En 2012 cuestionábamos el proyecto de Código Penal remitido al Parlamento en 2010,1 y entre las numerosísimas objeciones que formulábamos a ese texto se encontraba la derogación del delito de abuso de funciones. Entonces entendimos necesario señalar nuestro desa-cuerdo con la propuesta, dado que desarticularía la sistemática del Código Penal uruguayo. Aun con los defectos técnicos que se le atribuyen, el abuso de funciones cumple como tal una relevante función en aquél. Recordemos, y sólo a vía de ejemplo, que las pesquisas secretas prohibidas por los textos constitucionales desde 1830 encuentran represión penal a través de este delito. Del mismo modo, la prevaricación de los jueces encuadra en esta figura. También diversas conductas arbitrarias de la autoridad, por lo que buena parte de los fallos que lo han imputado lo han hecho frente a actuaciones policiales abusivas.

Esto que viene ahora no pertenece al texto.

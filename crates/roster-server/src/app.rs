//! Process lifecycle: wiring, serving, and graceful shutdown.

use crate::di::AppModule;
use crate::startup::print_startup_info;
use roster_config::AppConfig;
use roster_core::{RosterError, RosterResult};
use roster_rest::{create_router, AppState};
use tokio::net::TcpListener;
use tokio::signal;
use tracing::{error, info};

/// Runs the HTTP server until a shutdown signal arrives.
pub async fn run(config: AppConfig) -> RosterResult<()> {
    let app = AppModule::build(&config).await?;

    let state = app
        .health_checks()
        .into_iter()
        .fold(AppState::from_module(&*app.module), AppState::with_health_check);
    let router = create_router(state, &config.server);

    print_startup_info(&config);

    let addr = config.server.addr();
    let listener = TcpListener::bind(&addr)
        .await
        .map_err(|e| RosterError::Internal(format!("Failed to bind {}: {}", addr, e)))?;

    info!("HTTP server listening on {}", addr);

    let served = axum::serve(listener, router)
        .with_graceful_shutdown(shutdown_signal())
        .await
        .map_err(|e| RosterError::Internal(format!("HTTP server error: {}", e)));

    app.close().await;
    info!("Server shutdown complete");
    served
}

async fn shutdown_signal() {
    let ctrl_c = async {
        if let Err(e) = signal::ctrl_c().await {
            error!("Failed to listen for Ctrl+C: {}", e);
            std::future::pending::<()>().await;
        }
    };

    #[cfg(unix)]
    let terminate = async {
        match signal::unix::signal(signal::unix::SignalKind::terminate()) {
            Ok(mut stream) => {
                stream.recv().await;
            }
            Err(e) => {
                error!("Failed to install SIGTERM handler: {}", e);
                std::future::pending::<()>().await;
            }
        }
    };

    #[cfg(not(unix))]
    let terminate = std::future::pending::<()>();

    tokio::select! {
        () = ctrl_c => {
            info!("Received Ctrl+C, initiating graceful shutdown...");
        }
        () = terminate => {
            info!("Received terminate signal, initiating graceful shutdown...");
        }
    }
}
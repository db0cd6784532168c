//! # Roster Repository
//!
//! Data access for the `users` table.
//!
//! ```text
//! Service
//!   ↓  Arc<dyn UserRepository>
//! PgUserRepository
//!   ↓  Arc<dyn DatabasePoolInterface>
//! DatabasePool (sqlx::PgPool)
//!   ↓
//! PostgreSQL
//! ```

pub mod pool;
pub mod postgres;
pub mod traits;

pub use pool::*;
pub use postgres::*;
pub use traits::*;
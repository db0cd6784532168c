//! Cache interface trait for abstracted caching operations.

use async_trait::async_trait;
use roster_core::RosterResult;
use shaku::Interface;
use std::time::Duration;

/// Cache interface for storing and retrieving cached data.
///
/// Uses JSON strings for type-erased storage to maintain dyn-compatibility.
#[async_trait]
pub trait CacheInterface: Interface + Send + Sync {
    /// Get a raw JSON value from the cache.
    ///
    /// Returns `None` if the key doesn't exist or has expired.
    async fn get_raw(&self, key: &str) -> RosterResult<Option<String>>;

    /// Set a raw JSON value in the cache with a TTL.
    async fn set_raw(&self, key: &str, value: &str, ttl: Duration) -> RosterResult<()>;

    /// Check if caching is enabled.
    fn is_enabled(&self) -> bool;
}

/// Extension trait with typed methods for convenience.
#[async_trait]
pub trait CacheExt: CacheInterface {
    /// Get a typed value from the cache.
    ///
    /// Presence decides a hit: a stored empty list or `null` is returned as
    /// `Some`.
    async fn get<T: serde::de::DeserializeOwned + Send>(&self, key: &str) -> RosterResult<Option<T>> {
        match self.get_raw(key).await? {
            Some(json) => {
                let value: T = serde_json::from_str(&json)?;
                Ok(Some(value))
            }
            None => Ok(None),
        }
    }

    /// Set a typed value in the cache.
    async fn set<T: serde::Serialize + Send + Sync>(
        &self,
        key: &str,
        value: &T,
        ttl: Duration,
    ) -> RosterResult<()> {
        let json = serde_json::to_string(value)?;
        self.set_raw(key, &json, ttl).await
    }
}

// Blanket implementation for all CacheInterface implementations
impl<T: CacheInterface + ?Sized> CacheExt for T {}
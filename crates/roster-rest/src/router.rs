//! Main application router.

use crate::{
    controllers::{health_controller, user_controller},
    middleware::logging_middleware,
    openapi::ApiDoc,
    state::AppState,
};
use axum::{http::HeaderValue, middleware, Router};
use roster_config::ServerConfig;
use tower_http::{
    cors::{AllowOrigin, Any, CorsLayer},
    trace::TraceLayer,
};
use tracing::{info, warn};
use utoipa::OpenApi;
use utoipa_swagger_ui::SwaggerUi;

/// Creates the main application router.
pub fn create_router(state: AppState, server_config: &ServerConfig) -> Router {
    let router = Router::new()
        .merge(health_controller::router())
        .nest("/users", user_controller::router())
        .with_state(state)
        .merge(SwaggerUi::new("/swagger-ui").url("/api-docs/openapi.json", ApiDoc::openapi()))
        .layer(create_cors_layer(server_config))
        .layer(TraceLayer::new_for_http())
        .layer(middleware::from_fn(logging_middleware));

    info!("Router created with REST endpoints and Swagger UI at /swagger-ui");
    router
}

/// Creates a CORS layer based on server configuration.
fn create_cors_layer(server_config: &ServerConfig) -> CorsLayer {
    if !server_config.cors_enabled {
        return CorsLayer::new();
    }

    if server_config.cors_origins.iter().any(|o| o == "*") {
        return CorsLayer::permissive();
    }

    let origins: Vec<HeaderValue> = server_config
        .cors_origins
        .iter()
        .filter_map(|origin| match origin.parse() {
            Ok(value) => Some(value),
            Err(_) => {
                warn!("Ignoring invalid CORS origin: {}", origin);
                None
            }
        })
        .collect();

    CorsLayer::new()
        .allow_origin(AllowOrigin::list(origins))
        .allow_methods(Any)
        .allow_headers(Any)
}
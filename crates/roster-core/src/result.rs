//! Result type aliases for Roster.

use crate::RosterError;

/// A specialized `Result` type for Roster operations.
pub type RosterResult<T> = Result<T, RosterError>;
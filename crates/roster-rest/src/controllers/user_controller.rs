//! User management controller.

use crate::{
    extractors::ValidatedJson,
    responses::{ok, ApiResult},
    state::AppState,
};
use axum::{
    extract::{Path, State},
    routing::get,
    Router,
};
use roster_core::ErrorResponse;
use roster_service::{CreateUserRequest, StatusResponse, UpdateUserRequest, UserResponse};
use tracing::debug;

/// Creates the user router, mounted at `/users`.
pub fn router() -> Router<AppState> {
    Router::new()
        .route("/", get(list_users).post(create_user).put(update_user))
        .route("/:username", get(get_user).delete(delete_user))
}

/// List all users, ordered by id.
#[utoipa::path(
    get,
    path = "/users",
    tag = "users",
    responses(
        (status = 200, description = "All users", body = Vec<UserResponse>)
    )
)]
pub async fn list_users(State(state): State<AppState>) -> ApiResult<Vec<UserResponse>> {
    debug!("List users request");

    let response = state.user_service.list_users().await?;
    ok(response)
}

/// Get a user by username.
#[utoipa::path(
    get,
    path = "/users/{username}",
    tag = "users",
    params(("username" = String, Path, description = "Exact username")),
    responses(
        (status = 200, description = "User found", body = UserResponse),
        (status = 404, description = "No such user", body = ErrorResponse)
    )
)]
pub async fn get_user(
    State(state): State<AppState>,
    Path(username): Path<String>,
) -> ApiResult<UserResponse> {
    debug!("Get user request: {}", username);

    let response = state.user_service.get_user_by_username(&username).await?;
    ok(response)
}

/// Create a new user.
#[utoipa::path(
    post,
    path = "/users",
    tag = "users",
    request_body = CreateUserRequest,
    responses(
        (status = 200, description = "User created", body = UserResponse),
        (status = 400, description = "Missing field or username taken", body = ErrorResponse)
    )
)]
pub async fn create_user(
    State(state): State<AppState>,
    ValidatedJson(request): ValidatedJson<CreateUserRequest>,
) -> ApiResult<UserResponse> {
    debug!("Create user request: {:?}", request.username);

    let response = state.user_service.create_user(request).await?;
    ok(response)
}

/// Replace a user's username and description.
#[utoipa::path(
    put,
    path = "/users",
    tag = "users",
    request_body = UpdateUserRequest,
    responses(
        (status = 200, description = "User updated", body = UserResponse),
        (status = 400, description = "Missing field", body = ErrorResponse),
        (status = 404, description = "No user with that id", body = ErrorResponse)
    )
)]
pub async fn update_user(
    State(state): State<AppState>,
    ValidatedJson(request): ValidatedJson<UpdateUserRequest>,
) -> ApiResult<UserResponse> {
    debug!("Update user request: {:?}", request.id);

    let response = state.user_service.update_user(request).await?;
    ok(response)
}

/// Delete a user by username.
#[utoipa::path(
    delete,
    path = "/users/{username}",
    tag = "users",
    params(("username" = String, Path, description = "Exact username")),
    responses(
        (status = 200, description = "User deleted", body = StatusResponse),
        (status = 404, description = "No such user", body = ErrorResponse)
    )
)]
pub async fn delete_user(
    State(state): State<AppState>,
    Path(username): Path<String>,
) -> ApiResult<StatusResponse> {
    debug!("Delete user request: {}", username);

    state.user_service.delete_user(&username).await?;
    ok(StatusResponse::ok())
}
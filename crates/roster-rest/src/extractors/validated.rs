//! Validated JSON extractor for automatic request validation.
//!
//! `ValidatedJson<T>` deserializes the body and runs `validator` rules on it.
//! Every rejection is a 400: unreadable bodies carry `INVALID_JSON`, failed
//! rules carry `VALIDATION_ERROR` with field-level details.

use axum::{
    async_trait,
    extract::{rejection::JsonRejection, FromRequest, Request},
    http::StatusCode,
    response::{IntoResponse, Response},
    Json,
};
use roster_core::{field_errors, ErrorResponse};
use serde::de::DeserializeOwned;
use tracing::debug;
use validator::{Validate, ValidationErrors};

/// JSON extractor that validates the deserialized value.
///
/// ```ignore
/// async fn create_user(ValidatedJson(request): ValidatedJson<CreateUserRequest>) {
///     // request passed its validation rules
/// }
/// ```
#[derive(Debug, Clone, Copy, Default)]
pub struct ValidatedJson<T>(pub T);

/// Rejection type for validated JSON extraction.
#[derive(Debug)]
pub enum ValidatedJsonRejection {
    /// Missing, malformed, or mistyped JSON body.
    JsonError(JsonRejection),
    /// Validation error with field-level details.
    ValidationError(ValidationErrors),
}

impl IntoResponse for ValidatedJsonRejection {
    fn into_response(self) -> Response {
        let error_response = match self {
            Self::JsonError(rejection) => ErrorResponse {
                code: "INVALID_JSON".to_string(),
                message: format!("Invalid JSON: {}", rejection.body_text()),
                details: None,
            },
            Self::ValidationError(errors) => ErrorResponse {
                code: "VALIDATION_ERROR".to_string(),
                message: "Request validation failed".to_string(),
                details: Some(field_errors(&errors)),
            },
        };

        (StatusCode::BAD_REQUEST, Json(error_response)).into_response()
    }
}

#[async_trait]
impl<T, S> FromRequest<S> for ValidatedJson<T>
where
    T: DeserializeOwned + Validate,
    S: Send + Sync,
{
    type Rejection = ValidatedJsonRejection;

    async fn from_request(req: Request, state: &S) -> Result<Self, Self::Rejection> {
        let Json(value) = Json::<T>::from_request(req, state).await.map_err(|e| {
            debug!("Rejected request body: {}", e.body_text());
            ValidatedJsonRejection::JsonError(e)
        })?;

        value
            .validate()
            .map_err(ValidatedJsonRejection::ValidationError)?;

        Ok(ValidatedJson(value))
    }
}
//! Read-through caching for the service layer.
//!
//! Entries are JSON values under a fixed TTL. Nothing deletes them early, so
//! reads may be stale for up to one TTL after a write.

mod cache_interface;
pub mod cache_keys;
mod redis_cache;

pub use cache_interface::{CacheExt, CacheInterface};
pub use redis_cache::{RedisCacheService, RedisCacheServiceParameters, DEFAULT_TTL};
//! HTTP middleware.

mod logging;

pub use logging::*;
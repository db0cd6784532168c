//! Repository trait definitions.

use async_trait::async_trait;
use roster_core::{Interface, NewUser, RosterResult, User, UserId};

/// User repository trait.
#[async_trait]
pub trait UserRepository: Interface + Send + Sync {
    /// Returns every user ordered by ascending id.
    async fn find_all(&self) -> RosterResult<Vec<User>>;

    /// Finds a user by exact username.
    async fn find_by_username(&self, username: &str) -> RosterResult<Option<User>>;

    /// Finds a user by ID.
    async fn find_by_id(&self, id: UserId) -> RosterResult<Option<User>>;

    /// Checks if a username exists.
    async fn exists_by_username(&self, username: &str) -> RosterResult<bool>;

    /// Inserts a new user and returns it with its generated id.
    async fn save(&self, user: &NewUser) -> RosterResult<User>;

    /// Overwrites username and description of the row with `user.id`.
    ///
    /// Returns `None` when no such row exists.
    async fn update(&self, user: &User) -> RosterResult<Option<User>>;

    /// Deletes the user with the given username. Returns false if absent.
    async fn delete_by_username(&self, username: &str) -> RosterResult<bool>;
}
//! Unified error types for all layers of the application.

use serde::{Deserialize, Serialize};
use std::fmt::Debug;
use thiserror::Error;

/// PostgreSQL SQLSTATE for `unique_violation`.
const PG_UNIQUE_VIOLATION: &str = "23505";

/// Unified error type for Roster.
///
/// Client-facing variants (`NotFound`, `Validation`, `Duplicate`) map to 4xx
/// responses; everything else surfaces as a server error.
#[derive(Error, Debug)]
pub enum RosterError {
    // ============ Domain Errors ============
    /// Resource not found
    #[error("Resource not found: {resource_type} with key {key}")]
    NotFound {
        resource_type: &'static str,
        key: String,
    },

    /// Missing or empty required input
    #[error("Validation error: {0}")]
    Validation(String),

    /// Unique key already taken
    #[error("Duplicate: {0}")]
    Duplicate(String),

    // ============ Infrastructure Errors ============
    /// Database error
    #[error("Database error: {0}")]
    Database(String),

    /// Configuration error
    #[error("Configuration error: {0}")]
    Configuration(String),

    /// Redis/Cache error
    #[error("Cache error: {0}")]
    Cache(String),

    /// A dependency failed its health check
    #[error("Service unavailable: {0}")]
    Unavailable(String),

    // ============ Internal Errors ============
    /// Internal error
    #[error("Internal error: {0}")]
    Internal(String),

    /// Generic error wrapper
    #[error(transparent)]
    Other(#[from] anyhow::Error),
}

impl RosterError {
    /// Returns the HTTP status code for this error.
    #[must_use]
    pub const fn status_code(&self) -> u16 {
        match self {
            Self::NotFound { .. } => 404,
            Self::Validation(_) | Self::Duplicate(_) => 400,
            Self::Unavailable(_) => 503,
            Self::Database(_)
            | Self::Configuration(_)
            | Self::Cache(_)
            | Self::Internal(_)
            | Self::Other(_) => 500,
        }
    }

    /// Returns a machine-readable error code.
    #[must_use]
    pub const fn error_code(&self) -> &'static str {
        match self {
            Self::NotFound { .. } => "NOT_FOUND",
            Self::Validation(_) => "VALIDATION_ERROR",
            Self::Duplicate(_) => "DUPLICATE",
            Self::Database(_) => "DATABASE_ERROR",
            Self::Configuration(_) => "CONFIGURATION_ERROR",
            Self::Cache(_) => "CACHE_ERROR",
            Self::Unavailable(_) => "SERVICE_UNAVAILABLE",
            Self::Internal(_) | Self::Other(_) => "INTERNAL_ERROR",
        }
    }

    /// Creates a not found error for a resource.
    #[must_use]
    pub fn not_found<T: ToString>(resource_type: &'static str, key: T) -> Self {
        Self::NotFound {
            resource_type,
            key: key.to_string(),
        }
    }

    /// Creates a validation error.
    #[must_use]
    pub fn validation<T: Into<String>>(message: T) -> Self {
        Self::Validation(message.into())
    }

    /// Creates a duplicate error.
    #[must_use]
    pub fn duplicate<T: Into<String>>(message: T) -> Self {
        Self::Duplicate(message.into())
    }

    /// Creates an internal error.
    #[must_use]
    pub fn internal<T: Into<String>>(message: T) -> Self {
        Self::Internal(message.into())
    }

    /// Returns true for errors caused by the client's request.
    #[must_use]
    pub const fn is_client_error(&self) -> bool {
        matches!(
            self,
            Self::NotFound { .. } | Self::Validation(_) | Self::Duplicate(_)
        )
    }
}

#[cfg(feature = "sqlx")]
impl From<sqlx::Error> for RosterError {
    fn from(err: sqlx::Error) -> Self {
        match &err {
            sqlx::Error::RowNotFound => Self::NotFound {
                resource_type: "database_row",
                key: "unknown".to_string(),
            },
            sqlx::Error::Database(db_err) => {
                if db_err.code().is_some_and(|code| code == PG_UNIQUE_VIOLATION) {
                    return Self::Duplicate(db_err.message().to_string());
                }
                Self::Database(err.to_string())
            }
            _ => Self::Database(err.to_string()),
        }
    }
}

impl From<serde_json::Error> for RosterError {
    fn from(err: serde_json::Error) -> Self {
        Self::Internal(format!("JSON serialization error: {}", err))
    }
}

/// Serializable error response for API responses.
#[derive(Debug, Clone, Serialize, Deserialize)]
#[cfg_attr(feature = "openapi", derive(utoipa::ToSchema))]
pub struct ErrorResponse {
    /// Machine-readable error code
    pub code: String,
    /// Human-readable error message
    pub message: String,
    /// Optional field-level errors for validation
    #[serde(skip_serializing_if = "Option::is_none")]
    pub details: Option<Vec<FieldError>>,
}

/// Field-level validation error.
#[derive(Debug, Clone, Serialize, Deserialize)]
#[cfg_attr(feature = "openapi", derive(utoipa::ToSchema))]
pub struct FieldError {
    /// Field name
    pub field: String,
    /// Error message
    pub message: String,
    /// Error code
    pub code: String,
}

impl ErrorResponse {
    /// Creates a new error response from a `RosterError`.
    #[must_use]
    pub fn from_error(error: &RosterError) -> Self {
        Self {
            code: error.error_code().to_string(),
            message: error.to_string(),
            details: None,
        }
    }

    /// Sets field-level validation errors.
    #[must_use]
    pub fn with_details(mut self, details: Vec<FieldError>) -> Self {
        self.details = Some(details);
        self
    }
}

impl From<&RosterError> for ErrorResponse {
    fn from(error: &RosterError) -> Self {
        Self::from_error(error)
    }
}

#[cfg(test)]
mod tests {
    use super::*;

    #[test]
    fn test_error_status_codes() {
        assert_eq!(RosterError::not_found("User", "alice").status_code(), 404);
        assert_eq!(RosterError::validation("username is required").status_code(), 400);
        assert_eq!(RosterError::duplicate("alice").status_code(), 400);
        assert_eq!(RosterError::Unavailable("db".to_string()).status_code(), 503);
        assert_eq!(RosterError::Database("db error".to_string()).status_code(), 500);
        assert_eq!(RosterError::Cache("down".to_string()).status_code(), 500);
        assert_eq!(RosterError::internal("oops").status_code(), 500);
    }

    #[test]
    fn test_error_codes() {
        assert_eq!(RosterError::not_found("User", 1).error_code(), "NOT_FOUND");
        assert_eq!(RosterError::validation("bad").error_code(), "VALIDATION_ERROR");
        assert_eq!(RosterError::duplicate("dup").error_code(), "DUPLICATE");
        assert_eq!(RosterError::Cache("c".to_string()).error_code(), "CACHE_ERROR");
        assert_eq!(RosterError::internal("err").error_code(), "INTERNAL_ERROR");
    }

    #[test]
    fn test_client_errors() {
        assert!(RosterError::not_found("User", "bob").is_client_error());
        assert!(RosterError::duplicate("bob").is_client_error());
        assert!(!RosterError::Database("lost".to_string()).is_client_error());
        assert!(!RosterError::Unavailable("redis".to_string()).is_client_error());
    }

    #[test]
    fn test_not_found_message_names_the_key() {
        let err = RosterError::not_found("User", "alice");
        let message = err.to_string();
        assert!(message.contains("User"));
        assert!(message.contains("alice"));
    }

    #[cfg(feature = "sqlx")]
    #[test]
    fn test_row_not_found_maps_to_not_found() {
        let err = RosterError::from(sqlx::Error::RowNotFound);
        assert_eq!(err.status_code(), 404);
    }

    #[cfg(feature = "sqlx")]
    #[test]
    fn test_pool_timeout_maps_to_database() {
        let err = RosterError::from(sqlx::Error::PoolTimedOut);
        assert!(matches!(err, RosterError::Database(_)));
    }

    #[test]
    fn test_error_response_from_error() {
        let err = RosterError::not_found("User", 1);
        let response = ErrorResponse::from_error(&err);
        assert_eq!(response.code, "NOT_FOUND");
        assert!(!response.message.is_empty());
        assert!(response.details.is_none());
    }

    #[test]
    fn test_error_response_skips_empty_details() {
        let response = ErrorResponse::from(&RosterError::duplicate("alice"));
        let json = serde_json::to_value(&response).unwrap();
        assert_eq!(json["code"], "DUPLICATE");
        assert!(json.get("details").is_none());
    }

    #[test]
    fn test_error_response_with_details() {
        let err = RosterError::validation("bad input");
        let details = vec![FieldError {
            field: "username".to_string(),
            message: "username is required".to_string(),
            code: "required".to_string(),
        }];
        let response = ErrorResponse::from_error(&err).with_details(details);
        assert_eq!(response.details.map(|d| d.len()), Some(1));
    }
}
//! User service implementations.
//!
//! Trait definitions live in the parent module (`user_service.rs`).

pub mod user_service_impl;

pub use user_service_impl::{UserServiceImpl, UserServiceImplParameters};
//! Request logging middleware.

use axum::{body::Body, http::Request, middleware::Next, response::Response};
use std::time::Instant;
use tracing::{info, warn};

/// Logs method, uri, status and duration of every request.
///
/// Server errors are logged at warn level.
pub async fn logging_middleware(request: Request<Body>, next: Next) -> Response {
    let method = request.method().clone();
    let uri = request.uri().clone();
    let start = Instant::now();

    let response = next.run(request).await;

    let duration = start.elapsed();
    let status = response.status();

    if status.is_server_error() {
        warn!(
            target: "http",
            method = %method,
            uri = %uri,
            status = status.as_u16(),
            duration_ms = %duration.as_millis(),
            "HTTP request failed"
        );
    } else {
        info!(
            target: "http",
            method = %method,
            uri = %uri,
            status = status.as_u16(),
            duration_ms = %duration.as_millis(),
            "HTTP request completed"
        );
    }

    response
}
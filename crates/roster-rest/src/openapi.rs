//! OpenAPI documentation configuration.

use roster_core::{ErrorResponse, FieldError, UserId};
use roster_service::{CreateUserRequest, StatusResponse, UpdateUserRequest, UserResponse};
use utoipa::OpenApi;

/// OpenAPI documentation for the Roster API.
#[derive(OpenApi)]
#[openapi(
    info(
        title = "Roster API",
        description = "User CRUD over PostgreSQL with a Redis read-through cache",
        license(
            name = "MIT",
            url = "https://opensource.org/licenses/MIT"
        )
    ),
    paths(
        crate::controllers::user_controller::list_users,
        crate::controllers::user_controller::get_user,
        crate::controllers::user_controller::create_user,
        crate::controllers::user_controller::update_user,
        crate::controllers::user_controller::delete_user,
        crate::controllers::health_controller::health_check,
        crate::controllers::health_controller::readiness_check,
    ),
    components(
        schemas(
            UserId,
            ErrorResponse,
            FieldError,
            CreateUserRequest,
            UpdateUserRequest,
            UserResponse,
            StatusResponse,
        )
    ),
    tags(
        (name = "users", description = "User management endpoints"),
        (name = "health", description = "Health check endpoints")
    )
)]
pub struct ApiDoc;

La comisión legislativa que trabajó el proyecto mencionado decidió entonces reincorporar el artículo; pero en la versión que se presentara al pleno de la Cámara de Representantes en 2014, este delito quedaba acotado a conductas abusivas de funcionarios que persiguieran un provecho económico. Objetamos entonces en Brecha (12-XII-14) esta solución, destacando que la corrupción en la función pública no es exclusivamente actuar para obtener indebidamente un provecho de carácter patrimonial; comprende también diversas situaciones abusivas donde se utiliza ilícitamente el poder público con móviles espurios. Con la modificación propuesta quedarían excluidos de la previsión penal los actos abusivos de las autoridades públicas adoptados por odio, venganza, resentimiento, prevalecimiento de una situación de superioridad, abuso frente a situaciones de indefensión o especial vulnerabilidad, favorecimiento a amigos o familiares, etcétera.
Nuevamente se cuestiona la existencia de este delito proponiendo su derogación o su sustitución por una fórmula similar a la malograda de 2014. Por esto resulta oportuno indicar la falacia de los argumentos que sustentan tales iniciativas.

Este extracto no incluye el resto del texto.